Instructions to follow → Nothing but the lines from the one containing "or is empty." through the one containing "a usable host.", both included, should be given again, each exactly as written below.

Saved data entries:
* * *
//! Document helpers shared by every layer of the fake driver.
//!
//! Stored documents are plain [`bson::Document`] values. This module knows about the
//! identifier field, the string form used as the storage key, the key rules applied
//! on write, and conversions between stored documents and typed or JSON values.

use bson::{
    Bson, Document,
    de::deserialize_from_document,
    ser::serialize_to_document,
};
use serde::{Serialize, de::DeserializeOwned};
use serde_json::{Value, to_value};

use crate::error::{MongoFakeError, MongoFakeResult};

/// Name of the identifier field carried by every stored document.
pub const ID_FIELD: &str = "_id";

/// Returns the storage key for an identifier value.
///
/// ObjectIds use their hex form, strings are used verbatim and every other value
/// falls back to its display form.
pub fn id_key(id: &Bson) -> String {
    match id {
        Bson::ObjectId(oid) => oid.to_hex(),
        Bson::String(value) => value.clone(),
        other => other.to_string(),
    }
}

/// Rebuilds a document with checked keys.
///
/// The result is a deep copy of `document`. Keys must be non-empty and may not
/// contain `.` or NUL. Top-level keys may not start with `$`; nested ones may, so
/// references shaped like `{"$ref": .., "$id": ..}` survive.
pub fn normalize_document(document: &Document) -> MongoFakeResult<Document> {
    normalize_level(document, true)
}

fn normalize_level(document: &Document, top_level: bool) -> MongoFakeResult<Document> {
    let mut normalized = Document::new();

    for (key, value) in document {
        check_key(key, top_level)?;
        normalized.insert(key.clone(), normalize_value(value)?);
    }

    Ok(normalized)
}

fn normalize_value(value: &Bson) -> MongoFakeResult<Bson> {
    Ok(match value {
        Bson::Document(doc) => Bson::Document(normalize_level(doc, false)?),
        Bson::Array(items) => Bson::Array(
            items
                .iter()
                .map(normalize_value)
                .collect::<MongoFakeResult<Vec<_>>>()?,
        ),
        other => other.clone(),
    })
}

fn check_key(key: &str, top_level: bool) -> MongoFakeResult<()> {
    if key.is_empty() {
        return Err(MongoFakeError::InvalidDocument("key must not be empty".into()));
    }
    if key.contains('\0') {
        return Err(MongoFakeError::InvalidDocument(format!("key {key:?} must not contain NUL")));
    }
    if key.contains('.') {
        return Err(MongoFakeError::InvalidDocument(format!("key {key:?} must not contain '.'")));
    }
    if top_level && key.starts_with('$') {
        return Err(MongoFakeError::InvalidDocument(format!("key {key:?} must not start with '$'")));
    }

    Ok(())
}

/// Extension trait converting typed values to and from stored documents.
///
/// Implemented for every type that is `Serialize + DeserializeOwned`.
pub trait DocumentExt: Sized {
    /// Converts this value into a BSON document.
    ///
    /// # Errors
    ///
    /// Returns an error if the value does not serialize to a document.
    fn to_document(&self) -> MongoFakeResult<Document>;

    /// Builds a value from a stored BSON document.
    ///
    /// # Errors
    ///
    /// Returns an error if deserialization fails or the structure is invalid.
    fn from_document(document: Document) -> MongoFakeResult<Self>;
}

impl<T: Serialize + DeserializeOwned> DocumentExt for T {
    fn to_document(&self) -> MongoFakeResult<Document> {
        Ok(serialize_to_document(self)?)
    }

    fn from_document(document: Document) -> MongoFakeResult<Self> {
        Ok(deserialize_from_document(document)?)
    }
}

/// Converts a JSON object into a BSON document.
///
/// # Errors
///
/// Returns [`MongoFakeError::Serialization`] if `value` is not a JSON object.
pub fn document_from_json(value: &Value) -> MongoFakeResult<Document> {
    Ok(serialize_to_document(value)?)
}

/// Converts a BSON document into its relaxed JSON form.
pub fn document_to_json(document: &Document) -> MongoFakeResult<Value> {
    Ok(to_value(document)?)
}
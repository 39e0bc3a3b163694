//! Materialized query results.
//!
//! A [`Cursor`] owns deep copies of the documents that matched when the query ran, so
//! later writes to the collection never show up in it. It can be refined with
//! [`Cursor::sort`], [`Cursor::skip`] and [`Cursor::limit`] and is consumed as a
//! single-pass [`Iterator`]: every yielded document is removed from the cursor.

use bson::Document;
use serde::{Serialize, de::DeserializeOwned};
use std::collections::VecDeque;

use mongofake_core::{
    document::DocumentExt,
    error::MongoFakeResult,
    query::{Filter, Sort, SortDirection},
};

use crate::{
    evaluator::{DocumentEvaluator, compare_values},
    path::resolve,
};

/// Scans `items` in order and copies every document that satisfies `filter`,
/// then stably sorts the copies by `sort` when given.
pub fn query<'a>(
    items: impl IntoIterator<Item = (&'a str, &'a Document)>,
    filter: &Filter,
    sort: Option<&[Sort]>,
) -> MongoFakeResult<Vec<Document>> {
    let mut documents = Vec::new();

    for (key, document) in items {
        if DocumentEvaluator::new(document).evaluate(filter)? {
            log::trace!("document {key} matched");
            documents.push(document.clone());
        }
    }

    if let Some(keys) = sort {
        sort_documents(&mut documents, keys);
    }

    Ok(documents)
}

/// Stable multi-key sort; each key breaks ties left by the previous one.
pub fn sort_documents(documents: &mut [Document], keys: &[Sort]) {
    documents.sort_by(|a, b| {
        keys.iter()
            .map(|key| {
                let ordering = compare_values(
                    resolve(a, &key.field).value(),
                    resolve(b, &key.field).value(),
                );
                match key.direction {
                    SortDirection::Asc => ordering,
                    SortDirection::Desc => ordering.reverse(),
                }
            })
            .find(|ordering| ordering.is_ne())
            .unwrap_or(std::cmp::Ordering::Equal)
    });
}

#[derive(Debug, Clone)]
pub struct Cursor {
    collection: String,
    documents: VecDeque<Document>,
    total: usize,
}

impl Cursor {
    /// Wraps already materialized documents; `collection` is the full name of the
    /// collection that produced them.
    pub fn new(collection: impl Into<String>, documents: Vec<Document>) -> Self {
        Self {
            collection: collection.into(),
            total: documents.len(),
            documents: documents.into(),
        }
    }

    /// Full name (`database.collection`) of the queried collection.
    pub fn collection_full_name(&self) -> &str {
        &self.collection
    }

    /// Drops the first `skip` remaining documents. Repeated calls add up.
    pub fn skip(mut self, skip: usize) -> Self {
        let skip = skip.min(self.documents.len());
        self.documents.drain(..skip);
        self
    }

    /// Keeps at most `limit` remaining documents.
    pub fn limit(mut self, limit: usize) -> Self {
        self.documents.truncate(limit);
        self
    }

    /// Re-sorts the remaining documents.
    pub fn sort(mut self, keys: &[Sort]) -> Self {
        sort_documents(self.documents.make_contiguous(), keys);
        self
    }

    /// Number of remaining documents when `with_limit_and_skip` is set, otherwise the
    /// number of documents matched when the query ran.
    ///
    /// Named apart from [`Iterator::count`], which consumes the cursor.
    pub fn count_documents(&self, with_limit_and_skip: bool) -> usize {
        if with_limit_and_skip {
            self.documents.len()
        } else {
            self.total
        }
    }

    /// Pops the next document and converts it into `T`.
    pub fn next_as<T: Serialize + DeserializeOwned>(&mut self) -> Option<MongoFakeResult<T>> {
        self.next().map(T::from_document)
    }
}

impl Iterator for Cursor {
    type Item = Document;

    fn next(&mut self) -> Option<Self::Item> {
        self.documents.pop_front()
    }

    fn size_hint(&self) -> (usize, Option<usize>) {
        (self.documents.len(), Some(self.documents.len()))
    }
}
//! Error types and result types for fake driver operations.
//!
//! Every fallible call in the workspace returns [`MongoFakeResult<T>`]. Failures are
//! synchronous and local to the call that caused them. A lookup miss is never an
//! error: `find_one` returns `None` and an exhausted cursor simply stops yielding.

use bson::error::Error as BsonError;
use serde_json::Error as SerdeJsonError;
use thiserror::Error;

/// Represents all possible errors raised by the fake client, its databases and collections.
#[derive(Error, Debug, Clone, PartialEq)]
pub enum MongoFakeError {
    /// An argument had the wrong shape (negative skip, `$set` not a document, ...).
    #[error("Invalid argument: {0}")]
    InvalidArgument(String),
    /// A filter specification could not be parsed.
    #[error("Invalid query: {0}")]
    InvalidQuery(String),
    /// A filter or update operator outside the supported set was used.
    #[error("Unsupported operator: {0}")]
    UnsupportedOperator(String),
    /// The document violates key rules or tries to change its identifier.
    #[error("Invalid document: {0}")]
    InvalidDocument(String),
    /// A database name contains forbidden characters or is empty.
    #[error("Invalid name: {0}")]
    InvalidName(String),
    /// The connection string could not be parsed.
    #[error("Invalid URI: {0}")]
    InvalidUri(String),
    /// The client was configured without a usable host.
    #[error("Configuration error: {0}")]
    Configuration(String),
    /// No fake node could be selected from the configured seeds.
    #[error("Connection failure: {0}")]
    ConnectionFailure(String),
    /// The key was not present in an ordered store.
    #[error("Key not found: {0}")]
    KeyNotFound(String),
    /// Conversion between BSON, JSON and typed values failed.
    #[error("Serialization error: {0}")]
    Serialization(String),
}

/// A specialized `Result` type for fake driver operations.
pub type MongoFakeResult<T> = Result<T, MongoFakeError>;

impl From<BsonError> for MongoFakeError {
    fn from(err: BsonError) -> Self {
        MongoFakeError::Serialization(err.to_string())
    }
}

impl From<SerdeJsonError> for MongoFakeError {
    fn from(err: SerdeJsonError) -> Self {
        MongoFakeError::Serialization(err.to_string())
    }
}
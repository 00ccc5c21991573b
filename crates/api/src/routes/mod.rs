pub mod health;
pub mod qa;
pub mod systems;

use axum::Router;

use crate::state::AppState;

/// Build the `/api/v1` route tree.
///
/// Route hierarchy:
///
/// ```text
/// /systems                  list (GET), register (POST)       auth required
/// /systems/{id}             get                               auth required
/// /systems/{id}/approve     record approval (POST)            compliance officer / admin
/// /systems/{id}/reject      record rejection (POST)           compliance officer / admin
///
/// /qa/report                run checkpoint catalog (GET)      admin only
/// ```
pub fn api_routes() -> Router<AppState> {
    Router::new()
        .nest("/systems", systems::router())
        .nest("/qa", qa::router())
}
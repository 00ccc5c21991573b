//! Handler exposing the project QA checkpoint engine.

use axum::extract::Query;
use axum::response::IntoResponse;
use axum::Json;
use serde::Deserialize;
use std::path::PathBuf;

use crate::error::{AppError, AppResult};
use crate::middleware::rbac::RequireAdmin;
use crate::response::DataResponse;

/// Query parameters for the QA report endpoint.
#[derive(Debug, Deserialize)]
pub struct QaReportParams {
    /// Project directory to audit (default: the server's working directory).
    pub path: Option<String>,
}

/// GET /api/v1/qa/report
///
/// Run the full checkpoint catalog against a project directory. Admin
/// only. The runner does blocking filesystem reads, so it is moved off
/// the async worker threads.
pub async fn qa_report(
    RequireAdmin(admin): RequireAdmin,
    Query(params): Query<QaReportParams>,
) -> AppResult<impl IntoResponse> {
    let project_path = PathBuf::from(params.path.unwrap_or_else(|| ".".to_string()));

    tracing::info!(user_id = %admin.id, path = %project_path.display(), "running QA report");

    let report = tokio::task::spawn_blocking(move || govnav_qa::validate(&project_path))
        .await
        .map_err(|e| AppError::InternalError(format!("QA run failed: {e}")))?;

    Ok(Json(DataResponse { data: report }))
}
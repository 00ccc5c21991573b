use std::sync::Arc;

use crate::config::ServerConfig;
use crate::middleware::rate_limit::RateLimiter;
use crate::store::SystemStore;

/// Shared application state available to all Axum handlers via `State<AppState>`.
///
/// This is cheaply cloneable (inner data is behind `Arc`).
#[derive(Clone)]
pub struct AppState {
    /// Server configuration (accessed by middleware and handlers).
    pub config: Arc<ServerConfig>,
    /// In-memory AI-system registry.
    pub systems: Arc<SystemStore>,
    /// Process-wide rate-limit counters.
    pub rate_limiter: Arc<RateLimiter>,
}
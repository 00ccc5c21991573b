use std::net::SocketAddr;
use std::sync::Arc;

use tracing_subscriber::{layer::SubscriberExt, util::SubscriberInitExt};

use govnav_api::config::ServerConfig;
use govnav_api::middleware::rate_limit::RateLimiter;
use govnav_api::router::build_app_router;
use govnav_api::state::AppState;
use govnav_api::store::SystemStore;

#[tokio::main]
async fn main() {
    dotenvy::dotenv().ok();

    // --- Tracing ---
    tracing_subscriber::registry()
        .with(
            tracing_subscriber::EnvFilter::try_from_default_env()
                .unwrap_or_else(|_| "govnav_api=debug,tower_http=debug".into()),
        )
        .with(tracing_subscriber::fmt::layer())
        .init();

    // --- Configuration ---
    let config = ServerConfig::from_env();
    tracing::info!(host = %config.host, port = %config.port, "Loaded server configuration");

    // --- App state ---
    let state = AppState {
        config: Arc::new(config.clone()),
        systems: Arc::new(SystemStore::new()),
        rate_limiter: Arc::new(RateLimiter::new()),
    };

    // --- Router ---
    let app = build_app_router(state, &config);

    // --- Start server ---
    let addr = SocketAddr::new(
        config.host.parse().expect("Invalid HOST address"),
        config.port,
    );
    tracing::info!(%addr, "Starting server");

    let listener = tokio::net::TcpListener::bind(addr)
        .await
        .expect("Failed to bind to address");

    axum::serve(listener, app)
        .with_graceful_shutdown(shutdown_signal())
        .await
        .expect("Server error");

    tracing::info!("Graceful shutdown complete");
}

/// Wait for a termination signal to initiate graceful shutdown.
///
/// Handles both SIGINT (Ctrl-C) and SIGTERM (on Unix) so the server
/// shuts down cleanly whether stopped interactively or by a process
/// manager (e.g. systemd, Docker, Kubernetes).
async fn shutdown_signal() {
    let ctrl_c = async {
        tokio::signal::ctrl_c()
            .await
            .expect("Failed to install Ctrl-C handler");
    };

    #[cfg(unix)]
    let terminate = async {
        tokio::signal::unix::signal(tokio::signal::unix::SignalKind::terminate())
            .expect("Failed to install SIGTERM handler")
            .recv()
            .await;
    };

    #[cfg(not(unix))]
    let terminate = std::future::pending::<()>();

    tokio::select! {
        () = ctrl_c => {
            tracing::info!("Received SIGINT (Ctrl-C), starting graceful shutdown");
        }
        () = terminate => {
            tracing::info!("Received SIGTERM, starting graceful shutdown");
        }
    }
}
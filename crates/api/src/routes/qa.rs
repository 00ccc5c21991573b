//! Route definitions for the `/qa` resource.

use axum::routing::get;
use axum::Router;

use crate::handlers::qa;
use crate::state::AppState;

/// Routes mounted at `/qa`.
///
/// ```text
/// GET /report   -> qa_report   (?path, admin only)
/// ```
pub fn router() -> Router<AppState> {
    Router::new().route("/report", get(qa::qa_report))
}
* * *
Exercise response →
    /// A database name contains forbidden characters or is empty.
    #[error("Invalid name: {0}")]
    InvalidName(String),
    /// The connection string could not be parsed.
    #[error("Invalid URI: {0}")]
    InvalidUri(String),
    /// The client was configured without a usable host.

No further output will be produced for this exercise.